Since its founding in 1964 by Martha Graham and Baroness Batsheva de Rothschild, Batsheva has been one of the most influential cultural groups in Israel. The appointment of Ohad Naharin as artistic director in 1990 launched Batsheva into a new era. Naharin, a former member of Martha Graham Dance Company, choreographed Deca Dance, a work that combines excerpts from nine notable Naharin works, to celebrate his decade with the company.
“Instead of an angst-ridden program of modern dance (which might be expected from an Israeli company co-founded by Martha Graham) Batsheva offered vibrant, hilarious, fullthrottle dance that theatricalized the Israel experience and celebrated life,” wrote Michael Wade Simpson, dancer/writer (culturevulture.net).
Shown in an order subject to change are Black Milk (1985), Passomezzo (1989), Queens of Golub (1989), Mabul (1992), Anaphasa (1993), Sabotage Baby (1997), Zachacha (1998), Moshe (1999), and Naharin’s Virus (2001).
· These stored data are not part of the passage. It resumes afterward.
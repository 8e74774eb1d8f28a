use std::num::NonZeroU8;

/// A digit from `1..=9`, the only values a filled cell can hold.
///
/// Empty cells are represented as `Option<Digit>` (or `0` in the raw byte
/// forms), never as a digit of their own.
#[derive(Copy, Clone, Eq, PartialEq, PartialOrd, Ord, Debug, Hash)]
pub struct Digit(NonZeroU8);

impl Digit {
    /// Constructs a new `Digit`.
    ///
    /// # Panic
    /// Panics, if `digit` is not in the range of `1..=9`.
    pub fn new(digit: u8) -> Self {
        Self::new_checked(digit).unwrap()
    }

    /// Constructs a new `Digit`. Returns `None`, if `digit` is not in the range of `1..=9`.
    pub fn new_checked(digit: u8) -> Option<Self> {
        match digit {
            1..=9 => NonZeroU8::new(digit).map(Digit),
            _ => None,
        }
    }

    /// Returns an iterator over all nine digits in ascending order.
    pub fn all() -> impl Iterator<Item = Self> {
        (1..=9).map(Digit::new)
    }

    /// Returns the digit contained within.
    pub fn get(self) -> u8 {
        self.0.get()
    }

    /// Returns the digit as a `usize` offset by `-1`, so numbering starts from `0`.
    pub fn as_index(self) -> usize {
        self.get() as usize - 1
    }
}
Naharin has taken a tongue-in-cheek approach to his material, shuffling well-known pieces and giving them new meaning. “It was like I was telling only either the beginning, middle or ending of many stories, but when I organized it, the result becomes as coherent as the original, if not more,” Naharin said.
Naharin began his training as a dancer with the Batsheva Dance Company. A year later at the invitation of Graham, he went to New York to join her company as well as to study with a scholarship at the School of American Ballet. After a year with the Graham Company, he continued his studies at the Juilliard School of Music. He made his choreographic debut in 1980 in the Kazuko Hirabayashi studio in New York, where he stayed until his appointment in 1990 to Batsheva. In May 2005, Naharin was awarded the Israel Prize for dance.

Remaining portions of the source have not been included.